Scrivener is still a nice improvement over a general word processor and I have no intention of reverting to MSWord. There’s even a version of it out there that addresses most of my nits (the Mac one). But while my wife perked up when I mentioned how much nicer the Mac version is, I’m not going to buy two Macs just so we can use a full-featured Scrivener.

So, a recommended tool but if you are a Windows user, be aware that many of the features that the long-time Scrivener users rave about are not available to you. Not yet, anyway.

Scrivener: A First Impression

Scrivener (software)
Scrivener (software) (Photo credit: Wikipedia)

My wife found Scrivener while I was halfway through my first draft on my current project. As a long time MS Word and MS OneNote user, it didn’t really appeal at first. However, she really liked it and some of the concepts she mentioned sounded intriguing so I decided to give it a look after the first draft was finished. Despite being eager to start the next draft, I’ve done that it and– wow! It doesn’t just look interesting, it looks fun and indispensible. I’ve just started using it for real (after going through the tutorial highly recommend completing that) so this really is just some first impressions.

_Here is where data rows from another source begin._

// Copyright (c) 2025 Makai MCP Authors
//
// Licensed under the MIT License (LICENSE-MIT or https://opensource.org/licenses/MIT)

//! Error types for the JSON-RPC 2.0 protocol engine.
//!
//! This module defines error codes and error types according to the
//! [JSON-RPC 2.0 specification](https://www.jsonrpc.org/specification#error_object),
//! plus the two server-private codes the MCP lifecycle needs.

use serde::{Deserialize, Serialize};
use thiserror::Error;

/// JSON-RPC 2.0 error codes used by the engine.
///
/// The error codes from -32768 to -32000 are reserved for pre-defined errors.
/// The codes -32700, -32600, -32601, -32602, and -32603 are standard JSON-RPC
/// 2.0 errors; -32000 is the generic server error. -32002 and -32001 are
/// server-private codes for the MCP lifecycle.
#[derive(Debug, Clone, Copy, PartialEq, Eq)]
pub enum ErrorCode {
    /// Parse error (-32700)
    /// Invalid JSON was received by the server.
    ParseError = -32700,

    /// Invalid Request (-32600)
    /// The JSON sent is not a valid Request object.
    InvalidRequest = -32600,

    /// Method not found (-32601)
    /// The method does not exist / is not available.
    MethodNotFound = -32601,

    /// Invalid params (-32602)
    /// Invalid method parameter(s).
    InvalidParams = -32602,

    /// Internal error (-32603)
    /// Internal JSON-RPC error.
    InternalError = -32603,

    /// Server error (-32000)
    /// Generic implementation-defined server error.
    ServerError = -32000,

    /// Unsupported protocol version (-32001)
    /// The client declared a protocol version the server does not speak.
    UnsupportedProtocolVersion = -32001,

    /// Server not initialized (-32002)
    /// A post-initialization method was called before the handshake completed.
    ServerNotInitialized = -32002,
}

impl ErrorCode {
    /// Returns a string description of the error code.
    pub fn description(&self) -> &'static str {
        match self {
            ErrorCode::ParseError => "Parse error",
            ErrorCode::InvalidRequest => "Invalid Request",
            ErrorCode::MethodNotFound => "Method not found",
            ErrorCode::InvalidParams => "Invalid params",
            ErrorCode::InternalError => "Internal error",
            ErrorCode::ServerError => "Server error",
            ErrorCode::UnsupportedProtocolVersion => "Unsupported protocol version",
            ErrorCode::ServerNotInitialized => "Server not initialized",
        }
    }

    /// Create an ErrorCode from a raw integer value.
    ///
    /// Returns None if the code is not one the engine defines.
    pub fn from_code(code: i32) -> Option<Self> {
        match code {
            -32700 => Some(ErrorCode::ParseError),
            -32600 => Some(ErrorCode::InvalidRequest),
            -32601 => Some(ErrorCode::MethodNotFound),
            -32602 => Some(ErrorCode::InvalidParams),
            -32603 => Some(ErrorCode::InternalError),
            -32002 => Some(ErrorCode::ServerNotInitialized),
            -32001 => Some(ErrorCode::UnsupportedProtocolVersion),
            -32000 => Some(ErrorCode::ServerError),
            _ => None,
        }
    }

    /// Returns the integer error code.
    pub fn code(&self) -> i32 {
        *self as i32
    }
}

impl From<ErrorCode> for i32 {
    fn from(code: ErrorCode) -> i32 {
        code as i32
    }
}

/// JSON-RPC error object as defined in the specification.
#[derive(Debug, Clone, PartialEq, Serialize, Deserialize)]
pub struct JsonRpcError {
    /// The error code
    pub code: i32,

    /// A short description of the error
    pub message: String,

    /// Additional information about the error (optional)
    #[serde(skip_serializing_if = "Option::is_none")]
    pub data: Option<serde_json::Value>,
}

impl JsonRpcError {
    /// Creates a new JSON-RPC error.
    pub fn new(code: ErrorCode, message: impl Into<String>) -> Self {
        Self {
            code: code as i32,
            message: message.into(),
            data: None,
        }
    }

    /// Creates a new JSON-RPC error with additional data.
    pub fn with_data(code: ErrorCode, message: impl Into<String>, data: serde_json::Value) -> Self {
        Self {
            code: code as i32,
            message: message.into(),
            data: Some(data),
        }
    }

    /// Creates a standard parse error.
    pub fn parse_error() -> Self {
        Self::new(ErrorCode::ParseError, "Parse error: Invalid JSON was received")
    }

    /// Creates a standard invalid request error.
    pub fn invalid_request(msg: impl Into<String>) -> Self {
        Self::new(
            ErrorCode::InvalidRequest,
            format!("Invalid Request: {}", msg.into()),
        )
    }

    /// Creates a standard method not found error.
    pub fn method_not_found<S: Into<String>>(method: S) -> Self {
        Self::new(
            ErrorCode::MethodNotFound,
            format!("Method not found: {}", method.into()),
        )
    }

    /// Creates a standard invalid params error.
    pub fn invalid_params<S: Into<String>>(msg: S) -> Self {
        Self::new(
            ErrorCode::InvalidParams,
            format!("Invalid params: {}", msg.into()),
        )
    }

    /// Creates a standard internal error.
    pub fn internal_error<S: Into<String>>(msg: S) -> Self {
        Self::new(
            ErrorCode::InternalError,
            format!("Internal error: {}", msg.into()),
        )
    }

    /// Creates the server-private "not initialized" lifecycle error.
    pub fn server_not_initialized(method: &str) -> Self {
        Self::new(
            ErrorCode::ServerNotInitialized,
            format!("Server not initialized: {} requires a completed initialize handshake", method),
        )
    }

    /// Creates the server-private protocol-version negotiation error.
    pub fn unsupported_protocol_version(requested: &str, supported: &str) -> Self {
        Self::with_data(
            ErrorCode::UnsupportedProtocolVersion,
            format!("Unsupported protocol version: {}", requested),
            serde_json::json!({ "supported": [supported] }),
        )
    }
}

/// Error type for envelope parsing and codec operations.
#[derive(Debug, Error)]
pub enum Error {
    /// JSON serialization/deserialization error
    #[error("JSON error: {0}")]
    Json(#[from] serde_json::Error),

    /// Structurally invalid JSON-RPC message (bad version, method, id type)
    #[error("Invalid message: {0}")]
    InvalidMessage(String),

    /// I/O error
    #[error("I/O error: {0}")]
    Io(#[from] std::io::Error),
}

impl Error {
    /// Converts the error to a wire-level JSON-RPC error object.
    pub fn to_jsonrpc_error(&self) -> JsonRpcError {
        match self {
            Error::Json(_) => JsonRpcError::parse_error(),
            Error::InvalidMessage(msg) => JsonRpcError::invalid_request(msg.clone()),
            Error::Io(e) => JsonRpcError::new(ErrorCode::ServerError, e.to_string()),
        }
    }
}

/// Specialized Result type for JSON-RPC codec operations.
pub type Result<T> = std::result::Result<T, Error>;

#[cfg(test)]
mod tests {
    use super::*;

    #[test]
    fn test_error_code_descriptions() {
        assert_eq!(ErrorCode::ParseError.description(), "Parse error");
        assert_eq!(ErrorCode::InvalidRequest.description(), "Invalid Request");
        assert_eq!(ErrorCode::MethodNotFound.description(), "Method not found");
        assert_eq!(ErrorCode::InvalidParams.description(), "Invalid params");
        assert_eq!(ErrorCode::InternalError.description(), "Internal error");
        assert_eq!(
            ErrorCode::ServerNotInitialized.description(),
            "Server not initialized"
        );
    }

    #[test]
    fn test_error_code_from_code() {
        assert_eq!(ErrorCode::from_code(-32700), Some(ErrorCode::ParseError));
        assert_eq!(ErrorCode::from_code(-32600), Some(ErrorCode::InvalidRequest));
        assert_eq!(ErrorCode::from_code(-32601), Some(ErrorCode::MethodNotFound));
        assert_eq!(ErrorCode::from_code(-32602), Some(ErrorCode::InvalidParams));
        assert_eq!(ErrorCode::from_code(-32603), Some(ErrorCode::InternalError));
        assert_eq!(ErrorCode::from_code(-32000), Some(ErrorCode::ServerError));
        assert_eq!(
            ErrorCode::from_code(-32001),
            Some(ErrorCode::UnsupportedProtocolVersion)
        );
        assert_eq!(
            ErrorCode::from_code(-32002),
            Some(ErrorCode::ServerNotInitialized)
        );

        assert_eq!(ErrorCode::from_code(0), None);
        assert_eq!(ErrorCode::from_code(-1), None);
        assert_eq!(ErrorCode::from_code(100), None);
    }

    #[test]
    fn test_jsonrpc_error_creation() {
        let error = JsonRpcError::new(ErrorCode::ParseError, "Invalid JSON");
        assert_eq!(error.code, -32700);
        assert_eq!(error.message, "Invalid JSON");
        assert!(error.data.is_none());

        let error_with_data = JsonRpcError::with_data(
            ErrorCode::InvalidParams,
            "Invalid parameters",
            serde_json::json!({"field": "name", "issue": "required"}),
        );
        assert_eq!(error_with_data.code, -32602);
        assert!(error_with_data.data.is_some());
    }

    #[test]
    fn test_lifecycle_errors() {
        let not_init = JsonRpcError::server_not_initialized("tools/list");
        assert_eq!(not_init.code, -32002);
        assert!(not_init.message.contains("tools/list"));

        let bad_version = JsonRpcError::unsupported_protocol_version("1999-01-01", "2024-11-05");
        assert_eq!(bad_version.code, -32001);
        assert_eq!(
            bad_version.data.unwrap(),
            serde_json::json!({"supported": ["2024-11-05"]})
        );
    }

    #[test]
    fn test_error_conversion() {
        let json_error =
            Error::Json(serde_json::from_str::<serde_json::Value>("invalid json").unwrap_err());
        assert_eq!(json_error.to_jsonrpc_error().code, -32700);

        let invalid = Error::InvalidMessage("Method cannot be empty".to_string());
        let wire = invalid.to_jsonrpc_error();
        assert_eq!(wire.code, -32600);
        assert!(wire.message.contains("Method cannot be empty"));
    }
}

Here’s what appeals so far:

  • Ability to look at the story at different levels of abstraction: each element (your choice what an element is but a scene is a natural mapping) has both its text and meta data. The meta data can be keywords (anything you want but obvious things are characters, locations, objects, plot elements, themes, etc.), synopsis, notes, POV, completion, etc. You can look at elements as index cards with synopsis, title and color code from keywords or you can look at the actual text. There’s also an outline view that can show any or all of these elements. As an engineer who really appreciates being able to change levels of abstraction as necessary for the task at hand, this is a huge deal.
  • I mentioned keywords already but being able to tag scenes by POV, characters, objects, places, makes me tingle. Sure in Word or any word processor, I can search for something but that isn’t the same. For one thing, I can’t search at all for POV but also a mention of an item isn’t the same as finding a scene tagged for that object.
  • The compile feature is a huge time saver. Today, when I want to share a manuscript for a professional critique or a critter critique or friends (maybe for print, maybe for e-reader), it is time-consuming and messy. With Scrivener’s compile, I can pick my target format and boom, it’s pretty much done. Now switching from standard manuscript to e-reader to something that looks more like a novel is trivial.
  • I’ve enjoyed using MS OneNote for my notes but having that integrated into my writing project is even better. It’s already been a big help on some additional character development I’ve started.
  • Collections let you save searches and searched can be vanilla or they can be meta-data. For instance, you can have a saved search that finds all the scenes tagged for a particular character’s point of view. Want to find those scenes? Just click on that collection tab and they are all there.

Not so good things:

  • I’m Windows based and this is originally a MAC tool. The Windows version is reasonably featured but missing grammar check, doc templates (but project templates are mostly what you need and are there), and various other things. This isn’t terrible but one of the annoyances is that the Windows tutorial still reference some of the Mac elements (mostly it is correct but in places the descriptions are wrong: a button doesn’t highlight the way they describe for instance). Plus if you are also using a reference book like the Dummies Scrivener book you can get frustrated looking for non-existent features. Case in point: doc templates. The Windows project template has a doc template folder. Spiffy but just try to use it (as a real template, not just by copying the file). You look up doc templates in the manual. No reference to them at all. You look it up in the Dummies book: clearly says how to use them. Try to find them it in the program. Not there. Check the forum where they list differences between Windows and Mac versions and deep, deep in the list you find it is one of the unimplemented features. Granted for marketing purposes companies don’t like to call out not-yet-present features but given the doc templates appear in the project templates, it ought to have been mentioned.
  • Keyword application is manual. Would be nice, especially if importing an existing draft, to have a way to have it suggest at least some of the keywords. It would take some cleanup but a simple heuristic would get 90% of it right.
  • No local dictionaries. For a writing tool, this omission is rather odd but each novel comes with its own set of character names, and for fantasy novels, much else. I’d really like to be able to have a dictionary unique to my project.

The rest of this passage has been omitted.